Media personality Dennis Peng (彭文正) and academic Hwan C. Lin (林環牆) on Friday held a news conference in London to question the authenticity of President Tsai Ing-wen’s (蔡英文) doctoral dissertation at the London School of Economics and Political Science (LSE).
National Taiwan University (NTU) professor emeritus Ho De-fen (賀德芬) on Aug. 29 accused Tsai of having forged her diploma and falsely stating that she obtained a doctoral degree from the LSE.
Tsai on Sept. 4 filed a defamation lawsuit against Ho and Lin, a professor at the University of North Carolina at Charlotte’s Belk College of Business who also questioned the legitimacy of Tsai’s dissertation and launched an independent investigation.
Photo: CNA
At the news conference at the Savoy Hotel in London on Friday, Lin unveiled the results of his investigation and said that it was not politically motivated, but rather aimed to uphold academic integrity.

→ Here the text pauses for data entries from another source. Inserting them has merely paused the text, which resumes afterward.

//! The high level API: pixels in, ranked dominant colors out.

use crate::{Backend, ClusterCount, ClusterOutput, Clusterer, ColorRecord, KmeansOptions, PixelSet, Result};

#[cfg(feature = "image")]
use std::path::Path;

/// A builder struct to extract the dominant colors of a [`PixelSet`].
///
/// # Examples
/// ```
/// # use swatchbook::{Backend, ClusterCount, DominantColors, KmeansOptions, PixelSet};
/// # use palette::Srgb;
/// # fn main() -> Result<(), Box<dyn std::error::Error>> {
/// let mut colors = vec![Srgb::new(255, 0, 0); 75];
/// colors.extend(vec![Srgb::new(0, 0, 255); 25]);
/// let pixels = PixelSet::try_from(colors)?;
///
/// let records = DominantColors::new(&pixels, Backend::probe())
///     .num_colors(ClusterCount::try_from(2u16)?)
///     .options(KmeansOptions::new().seed(0))
///     .records()?;
///
/// assert_eq!(records[0].hex_color, "#ff0000");
/// assert_eq!(records[0].percentage, 75.0);
/// # Ok(())
/// # }
/// ```
#[derive(Debug, Clone)]
pub struct DominantColors<'a> {
    /// The pixels to cluster.
    pixels: &'a PixelSet,
    /// The number of colors to report.
    k: ClusterCount,
    /// The clusterer for the chosen backend.
    clusterer: Clusterer,
    /// Parameters for k-means.
    options: KmeansOptions,
}

impl<'a> DominantColors<'a> {
    /// Creates a new [`DominantColors`] with default options, clustering on `backend`.
    #[must_use]
    pub fn new(pixels: &'a PixelSet, backend: Backend) -> Self {
        Self {
            pixels,
            k: ClusterCount::default(),
            clusterer: Clusterer::new(backend),
            options: KmeansOptions::new(),
        }
    }

    /// Sets the number of dominant colors to extract.
    ///
    /// The default is [`ClusterCount::DEFAULT`].
    #[must_use]
    pub fn num_colors(mut self, k: ClusterCount) -> Self {
        self.k = k;
        self
    }

    /// Sets the k-means parameters.
    #[must_use]
    pub fn options(mut self, options: KmeansOptions) -> Self {
        self.options = options;
        self
    }

    /// Runs the clustering and returns the raw [`ClusterOutput`].
    ///
    /// # Errors
    /// Returns [`Error::Numerical`](crate::Error::Numerical) if the pixels cannot be clustered,
    /// e.g., because there are none.
    pub fn cluster(&self) -> Result<ClusterOutput> {
        log::info!(
            "clustering {} pixels into {} colors on the {} backend",
            self.pixels.len(),
            self.k,
            self.clusterer.backend(),
        );
        if log::log_enabled!(log::Level::Debug) {
            let distinct = self.pixels.num_distinct();
            if distinct < self.k.get() {
                log::debug!(
                    "only {distinct} distinct colors for {} clusters, the rest will be empty",
                    self.k
                );
            }
        }
        self.clusterer.cluster(self.pixels, self.k, &self.options)
    }

    /// Runs the clustering and returns one [`ColorRecord`] per cluster,
    /// sorted by descending percentage.
    ///
    /// # Errors
    /// See [`DominantColors::cluster`].
    pub fn records(&self) -> Result<Vec<ColorRecord>> {
        Ok(self.cluster()?.records())
    }
}

/// Loads the image at `path` and returns its `k` dominant colors,
/// sorted by descending percentage.
///
/// # Errors
/// Fails if the image cannot be loaded (see [`load_image`](crate::loader::load_image))
/// or clustered (see [`DominantColors::cluster`]).
#[cfg(feature = "image")]
pub fn dominant_colors(
    path: impl AsRef<Path>,
    k: ClusterCount,
    backend: Backend,
    options: KmeansOptions,
) -> Result<Vec<ColorRecord>> {
    let pixels = crate::loader::load_pixels(path)?;
    DominantColors::new(&pixels, backend)
        .num_colors(k)
        .options(options)
        .records()
}
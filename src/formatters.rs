use crate::models::Report;

/// Render a full analysis report as plain text for terminal output
pub fn format_report(report: &Report) -> String {
    let mut output = String::new();

    output.push_str("Deck Analysis\n");
    output.push_str("=============\n\n");

    if report.violations.is_empty() {
        output.push_str("No constraint violations found.\n\n");
    } else {
        output.push_str(&format!(
            "Constraint violations ({}):\n\n",
            report.violations.len()
        ));
        for violation in &report.violations {
            let issues: Vec<&str> = violation.issue_kinds.iter().map(|i| i.as_str()).collect();
            output.push_str(&format!(
                "{} [{}]\n",
                violation.original_card,
                issues.join(", ")
            ));

            if violation.replacements.is_empty() {
                output.push_str("    No suitable replacements found.\n");
            }
            for suggestion in &violation.replacements {
                output.push_str(&format!(
                    "    [{}] {} - {:.2} GBP\n        {}\n",
                    suggestion.tier, suggestion.card_name, suggestion.price, suggestion.reason
                ));
            }
            output.push('\n');
        }
    }

    output.push_str("Cost to finish by market:\n");
    let max_market_len = report
        .cost_to_finish_by_market
        .iter()
        .map(|e| e.market.as_str().len())
        .max()
        .unwrap_or(0);
    for entry in &report.cost_to_finish_by_market {
        output.push_str(&format!(
            "    {:<width$}  {:>8.2} {}\n",
            entry.market.as_str(),
            entry.total,
            entry.currency,
            width = max_market_len,
        ));
    }

    match &report.best_basket {
        Some(best) => output.push_str(&format!(
            "\nBest basket: {} at {:.2} {}\n",
            best.market.as_str(),
            best.total,
            best.currency
        )),
        None => output.push_str("\nBest basket: no market data available\n"),
    }

    output.push_str(&format!("\nNotes: {}\n", report.notes));
    output
}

Peng, a former NTU journalism professor, urged the British media to press the LSE for answers to numerous questions, including whether Tsai had passed an oral defense of her thesis in 1984, who was on the oral defense committee and why her dissertation had “gone missing” until June this year, when a personal copy supplied by Tsai was placed in the LSE’s Women’s Library Reading Room.
The news conference was livestreamed on Peng’s YouTube channel, True Voice of Taiwan (政經關不了).

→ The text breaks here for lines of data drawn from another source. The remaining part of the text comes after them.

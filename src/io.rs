use crate::error::{EngineError, EngineResult};
use crate::models::DeckEntry;
use lazy_static::lazy_static;
use regex::Regex;
use serde::Deserialize;
use std::collections::HashSet;
use std::fs::File;
use std::io::{self, BufRead};
use std::path::Path;

lazy_static! {
    /// Decklist line: quantity, optional 'x' suffix, card name.
    /// Accepts "1 Sol Ring", "2x Island", "10X Mountain".
    static ref DECK_LINE: Regex = Regex::new(r"^(\d+)\s*[xX]?\s+(\S.*)$").unwrap();
}

/// Parse one decklist line into (quantity, name), or None if it does not
/// match the quantity-prefix shape at all.
fn parse_deck_line(line: &str) -> Option<(u32, String)> {
    let caps = DECK_LINE.captures(line.trim())?;
    let quantity = caps[1].parse().ok()?;
    Some((quantity, caps[2].trim().to_string()))
}

/// Read a decklist from a plain-text file, one entry per line.
///
/// Blank lines, `//` and `#` comments, and the literal "Deck" section
/// header are skipped. Anything else must parse as `<qty>[x] <name>` with
/// a positive quantity; this is the validation boundary, so malformed
/// lines and zero quantities are errors here rather than inputs the
/// engine has to tolerate.
pub fn read_decklist(path: impl AsRef<Path>) -> EngineResult<Vec<DeckEntry>> {
    let file = File::open(path.as_ref())?;
    let reader = io::BufReader::new(file);
    let mut entries = Vec::new();

    for (index, line) in reader.lines().enumerate() {
        let line = line?;
        let line_number = index + 1;
        let trimmed = line.trim();

        if trimmed.is_empty()
            || trimmed == "Deck"
            || trimmed.starts_with("//")
            || trimmed.starts_with('#')
        {
            continue;
        }

        let Some((quantity, name)) = parse_deck_line(trimmed) else {
            return Err(EngineError::MalformedDeckLine {
                line_number,
                line: trimmed.to_string(),
            });
        };
        if quantity == 0 {
            return Err(EngineError::InvalidQuantity { card_name: name });
        }

        entries.push(DeckEntry::new(name, quantity));
    }

    log::info!(
        "Read {} deck entries from {}",
        entries.len(),
        path.as_ref().display()
    );
    Ok(entries)
}

/// Validate a decklist built programmatically rather than read from a
/// file. The engine core assumes positive quantities and non-empty names;
/// callers assembling entries by hand run them through here first.
pub fn validate_decklist(entries: &[DeckEntry]) -> EngineResult<()> {
    for (index, entry) in entries.iter().enumerate() {
        if entry.card_name.trim().is_empty() {
            return Err(EngineError::EmptyCardName {
                line_number: index + 1,
            });
        }
        if entry.quantity == 0 {
            return Err(EngineError::InvalidQuantity {
                card_name: entry.card_name.clone(),
            });
        }
    }
    Ok(())
}

/// Row shape of an owned-collection CSV export; only the name matters
#[derive(Debug, Deserialize)]
struct OwnedRow {
    name: String,
}

/// Read the set of owned card names from a CSV with a `name` column.
/// Ownership is per card name, not per copy, so quantities in the export
/// are irrelevant and duplicate rows collapse.
pub fn read_owned_cards(path: impl AsRef<Path>) -> EngineResult<HashSet<String>> {
    let mut rdr = csv::ReaderBuilder::new()
        .flexible(true)
        .trim(csv::Trim::All)
        .from_path(path.as_ref())?;

    let mut owned = HashSet::new();
    for result in rdr.deserialize() {
        let row: OwnedRow = result?;
        if !row.name.is_empty() {
            owned.insert(row.name);
        }
    }

    log::info!(
        "Read {} owned card names from {}",
        owned.len(),
        path.as_ref().display()
    );
    Ok(owned)
}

Peng and Lin reportedly invited local media to the news conference, including the BBC, but no more than five reporters were in attendance, Chinese-language online news outlet Up Media reported.

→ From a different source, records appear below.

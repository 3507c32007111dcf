use crate::error::EngineResult;
use serde::Serialize;
use std::collections::HashMap;
use std::path::Path;

/// Baseline currency used for reference prices and for anything that
/// cannot be mapped to a concrete market.
pub const BASELINE_CURRENCY: &str = "GBP";

/// A pricing source. Each market trades in exactly one currency, so the
/// currency code lives on the variant instead of being re-derived from
/// the market name at every call site. Markets outside the known set are
/// carried as `Other` and trade in the baseline currency.
#[derive(Debug, Clone, PartialEq, Eq, Hash, Serialize)]
pub enum Market {
    Cardmarket,
    MagicMadhouse,
    Tcgplayer,
    Other(String),
}

impl Market {
    /// Returns the market's display name
    pub fn as_str(&self) -> &str {
        match self {
            Market::Cardmarket => "Cardmarket",
            Market::MagicMadhouse => "MagicMadhouse",
            Market::Tcgplayer => "TCGplayer",
            Market::Other(name) => name,
        }
    }

    /// Returns the ISO 4217 currency code the market trades in
    pub fn currency_code(&self) -> &'static str {
        match self {
            Market::Cardmarket => "EUR",
            Market::MagicMadhouse => "GBP",
            Market::Tcgplayer => "USD",
            Market::Other(_) => BASELINE_CURRENCY,
        }
    }

    /// Map a market name (case-insensitive) to a Market. Names outside
    /// the known set come back as `Other`, keeping their original
    /// spelling; such markets still get cost totals, in the baseline
    /// currency.
    pub fn from_name(name: &str) -> Self {
        match name.trim().to_lowercase().as_str() {
            "cardmarket" => Market::Cardmarket,
            "magicmadhouse" => Market::MagicMadhouse,
            "tcgplayer" => Market::Tcgplayer,
            _ => Market::Other(name.trim().to_string()),
        }
    }

    /// Returns the markets with a dedicated currency mapping
    pub fn all() -> &'static [Market] {
        &[Market::Cardmarket, Market::MagicMadhouse, Market::Tcgplayer]
    }
}

/// Cost-to-finish total for one market
#[derive(Debug, Clone, PartialEq, Serialize)]
pub struct MarketEntry {
    pub market: Market,
    pub currency: &'static str,
    pub total: f64,
}

/// Read-only snapshot of per-market unit prices.
///
/// `markets()` defines the iteration order the cost calculator uses; ties
/// on total are broken by the first market seen in that order. Missing
/// prices are expected steady-state data, not errors.
pub trait PriceFeed {
    /// Markets covered by this feed, in stable order
    fn markets(&self) -> Vec<Market>;

    /// Best-effort unit price for one card in one market
    fn unit_price(&self, card_name: &str, market: &Market) -> Option<f64>;
}

/// Price feed backed by in-memory per-market tables
#[derive(Debug, Default)]
pub struct InMemoryPriceFeed {
    markets: Vec<Market>,
    prices: HashMap<Market, HashMap<String, f64>>,
}

impl InMemoryPriceFeed {
    pub fn new() -> Self {
        Self::default()
    }

    /// Register a market (appended to iteration order) with its price table
    pub fn add_market(&mut self, market: Market, prices: HashMap<String, f64>) {
        if !self.markets.contains(&market) {
            self.markets.push(market.clone());
        }
        self.prices.entry(market).or_default().extend(prices);
    }

    pub fn set_price(&mut self, market: Market, card_name: impl Into<String>, price: f64) {
        if !self.markets.contains(&market) {
            self.markets.push(market.clone());
        }
        self.prices
            .entry(market)
            .or_default()
            .insert(card_name.into(), price);
    }

    /// Load a feed from a JSON object keyed by market name:
    /// `{"Cardmarket": {"Sol Ring": 1.5}, ...}`.
    ///
    /// Market order follows the file. Names that do not map to a known
    /// market are kept, with their totals reported in the baseline
    /// currency.
    pub fn from_json_file(path: impl AsRef<Path>) -> EngineResult<Self> {
        let content = std::fs::read_to_string(path.as_ref())?;
        // serde_json is built with preserve_order, so market order follows the file
        let raw: serde_json::Map<String, serde_json::Value> = serde_json::from_str(&content)?;

        let mut feed = Self::new();
        for (market_name, table) in raw {
            let market = Market::from_name(&market_name);
            if let Market::Other(name) = &market {
                log::warn!(
                    "Market '{}' in price snapshot is not recognised; reporting its totals in {}",
                    name,
                    BASELINE_CURRENCY
                );
            }
            let table: HashMap<String, f64> = serde_json::from_value(table)?;
            feed.add_market(market, table);
        }

        log::info!(
            "Loaded price feed covering {} markets from {}",
            feed.markets.len(),
            path.as_ref().display()
        );
        Ok(feed)
    }
}

impl PriceFeed for InMemoryPriceFeed {
    fn markets(&self) -> Vec<Market> {
        self.markets.clone()
    }

    fn unit_price(&self, card_name: &str, market: &Market) -> Option<f64> {
        self.prices
            .get(market)
            .and_then(|table| table.get(card_name))
            .copied()
    }
}
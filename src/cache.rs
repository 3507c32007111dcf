use crate::pricing::{Market, PriceFeed};
use chrono::{DateTime, Duration, Utc};
use std::collections::HashMap;

/// Caller-owned cache for unit-price lookups.
///
/// Keyed by `(card name, market)` with an explicit time-to-live supplied
/// at construction. The engine core never touches this; it exists for
/// callers whose price feed adapter fronts an expensive external service.
/// Absence of price data is cached too, so a card a market does not stock
/// is not re-fetched on every analysis.
#[derive(Debug)]
pub struct PriceCache {
    ttl: Duration,
    entries: HashMap<(String, Market), CachedPrice>,
}

#[derive(Debug, Clone)]
struct CachedPrice {
    price: Option<f64>,
    fetched_at: DateTime<Utc>,
}

impl PriceCache {
    pub fn new(ttl: Duration) -> Self {
        Self {
            ttl,
            entries: HashMap::new(),
        }
    }

    fn key(card_name: &str, market: &Market) -> (String, Market) {
        (card_name.to_string(), market.clone())
    }

    /// Get a cached price, or `None` if absent or past its TTL.
    /// The outer Option is cache presence; the inner is price presence.
    pub fn get(&self, card_name: &str, market: &Market) -> Option<Option<f64>> {
        let entry = self.entries.get(&Self::key(card_name, market))?;
        if Utc::now() - entry.fetched_at > self.ttl {
            return None;
        }
        Some(entry.price)
    }

    pub fn insert(&mut self, card_name: &str, market: &Market, price: Option<f64>) {
        self.entries.insert(
            Self::key(card_name, market),
            CachedPrice {
                price,
                fetched_at: Utc::now(),
            },
        );
    }

    /// Drop every entry past its TTL
    pub fn purge_expired(&mut self) {
        let now = Utc::now();
        let ttl = self.ttl;
        let before = self.entries.len();
        self.entries.retain(|_, entry| now - entry.fetched_at <= ttl);
        let dropped = before - self.entries.len();
        if dropped > 0 {
            log::debug!("Purged {} expired price cache entries", dropped);
        }
    }

    pub fn len(&self) -> usize {
        self.entries.len()
    }

    pub fn is_empty(&self) -> bool {
        self.entries.is_empty()
    }
}

/// Look up a unit price, checking the cache first and recording the feed's
/// answer (including "no price") on a miss.
pub fn unit_price_cached(
    cache: &mut PriceCache,
    feed: &dyn PriceFeed,
    card_name: &str,
    market: &Market,
) -> Option<f64> {
    if let Some(price) = cache.get(card_name, market) {
        log::debug!("Price cache hit for {} on {}", card_name, market.as_str());
        return price;
    }

    log::debug!("Price cache miss for {} on {}", card_name, market.as_str());
    let price = feed.unit_price(card_name, market);
    cache.insert(card_name, market, price);
    price
}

After the authenticity of the president’s education came under scrutiny, the Presidential Office last month held a news conference, at which it detailed Tsai’s time at the LSE, presented a certificate recognizing that her oral defense was successful, outlined the process of Tsai’s successful application for a professor position at National Chengchi University and showed two reissued graduation certificates by the LSE in 2010 and 2015.
Following the Presidential Office’s news conference, Tsai placed a copy of her dissertation, titled “Unfair Trade Practices and Safeguard Actions,” in the National Central Library’s electronic archives for public viewing.
On Tuesday last week, a statement on the LSE’s Web site said: “We can be clear the records of LSE and of the University of London — the degree-awarding body at the time — confirm that Dr Tsai was correctly awarded a PhD in law in 1984.”